**What to do**.
All lines from the entries below that contain the string "push" should be copied out.

── Stored data

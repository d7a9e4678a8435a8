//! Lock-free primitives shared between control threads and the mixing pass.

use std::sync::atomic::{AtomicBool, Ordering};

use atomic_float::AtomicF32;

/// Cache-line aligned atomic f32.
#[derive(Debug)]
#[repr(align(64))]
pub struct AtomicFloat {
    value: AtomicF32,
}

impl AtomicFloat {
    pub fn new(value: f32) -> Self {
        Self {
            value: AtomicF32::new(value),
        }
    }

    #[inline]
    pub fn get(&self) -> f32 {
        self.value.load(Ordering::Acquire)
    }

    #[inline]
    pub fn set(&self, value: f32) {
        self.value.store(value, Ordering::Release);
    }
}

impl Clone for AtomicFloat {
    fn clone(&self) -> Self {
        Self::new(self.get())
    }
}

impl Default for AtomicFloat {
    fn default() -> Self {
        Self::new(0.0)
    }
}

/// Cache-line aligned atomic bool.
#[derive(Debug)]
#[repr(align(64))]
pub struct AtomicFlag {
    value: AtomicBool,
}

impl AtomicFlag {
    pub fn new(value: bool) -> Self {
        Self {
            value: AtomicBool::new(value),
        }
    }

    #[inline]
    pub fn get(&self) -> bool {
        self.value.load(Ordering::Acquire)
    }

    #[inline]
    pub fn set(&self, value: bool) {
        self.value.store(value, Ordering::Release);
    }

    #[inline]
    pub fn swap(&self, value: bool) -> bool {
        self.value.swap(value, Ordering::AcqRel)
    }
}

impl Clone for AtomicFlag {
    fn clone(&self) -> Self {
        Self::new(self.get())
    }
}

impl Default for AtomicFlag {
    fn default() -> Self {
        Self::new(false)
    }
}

────
── Stored data

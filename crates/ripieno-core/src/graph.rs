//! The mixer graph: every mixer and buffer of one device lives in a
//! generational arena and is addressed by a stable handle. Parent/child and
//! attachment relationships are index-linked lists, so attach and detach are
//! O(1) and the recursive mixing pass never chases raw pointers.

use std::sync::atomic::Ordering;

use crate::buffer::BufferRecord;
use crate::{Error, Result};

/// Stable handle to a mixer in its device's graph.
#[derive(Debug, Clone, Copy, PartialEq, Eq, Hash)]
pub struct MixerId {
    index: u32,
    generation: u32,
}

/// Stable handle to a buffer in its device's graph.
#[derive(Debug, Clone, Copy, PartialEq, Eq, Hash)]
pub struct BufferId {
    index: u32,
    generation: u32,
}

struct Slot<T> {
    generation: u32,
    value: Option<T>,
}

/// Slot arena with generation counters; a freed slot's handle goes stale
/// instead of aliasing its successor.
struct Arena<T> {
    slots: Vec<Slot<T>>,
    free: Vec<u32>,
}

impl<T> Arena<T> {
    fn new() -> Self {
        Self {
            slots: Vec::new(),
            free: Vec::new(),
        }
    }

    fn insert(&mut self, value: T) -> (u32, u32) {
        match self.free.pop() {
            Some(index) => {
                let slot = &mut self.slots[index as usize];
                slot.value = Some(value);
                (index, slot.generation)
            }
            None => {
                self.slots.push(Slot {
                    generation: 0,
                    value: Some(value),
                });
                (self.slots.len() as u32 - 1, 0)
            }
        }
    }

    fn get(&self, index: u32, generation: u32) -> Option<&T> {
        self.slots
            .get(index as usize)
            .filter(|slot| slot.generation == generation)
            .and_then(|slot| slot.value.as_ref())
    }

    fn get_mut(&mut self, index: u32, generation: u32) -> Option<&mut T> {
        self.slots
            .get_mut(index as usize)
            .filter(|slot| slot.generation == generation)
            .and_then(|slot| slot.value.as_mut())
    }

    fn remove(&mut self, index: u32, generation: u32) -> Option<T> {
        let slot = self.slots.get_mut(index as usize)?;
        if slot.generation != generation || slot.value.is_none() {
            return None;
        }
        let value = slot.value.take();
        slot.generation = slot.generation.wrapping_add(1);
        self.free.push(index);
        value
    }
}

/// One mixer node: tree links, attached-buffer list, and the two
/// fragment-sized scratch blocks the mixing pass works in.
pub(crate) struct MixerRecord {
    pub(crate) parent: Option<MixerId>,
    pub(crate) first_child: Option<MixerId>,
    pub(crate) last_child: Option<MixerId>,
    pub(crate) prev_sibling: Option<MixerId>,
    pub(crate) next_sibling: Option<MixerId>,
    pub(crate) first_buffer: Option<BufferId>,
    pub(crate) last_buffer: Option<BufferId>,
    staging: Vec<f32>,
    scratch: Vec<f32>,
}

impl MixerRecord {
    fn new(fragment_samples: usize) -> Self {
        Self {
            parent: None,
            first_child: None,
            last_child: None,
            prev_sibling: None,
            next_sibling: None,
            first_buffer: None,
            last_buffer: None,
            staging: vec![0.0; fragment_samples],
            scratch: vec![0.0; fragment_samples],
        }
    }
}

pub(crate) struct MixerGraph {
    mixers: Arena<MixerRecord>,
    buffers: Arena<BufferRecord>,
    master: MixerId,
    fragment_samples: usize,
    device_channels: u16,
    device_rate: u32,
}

────

**Task solution**.
                self.slots.push(Slot {
        self.free.push(index);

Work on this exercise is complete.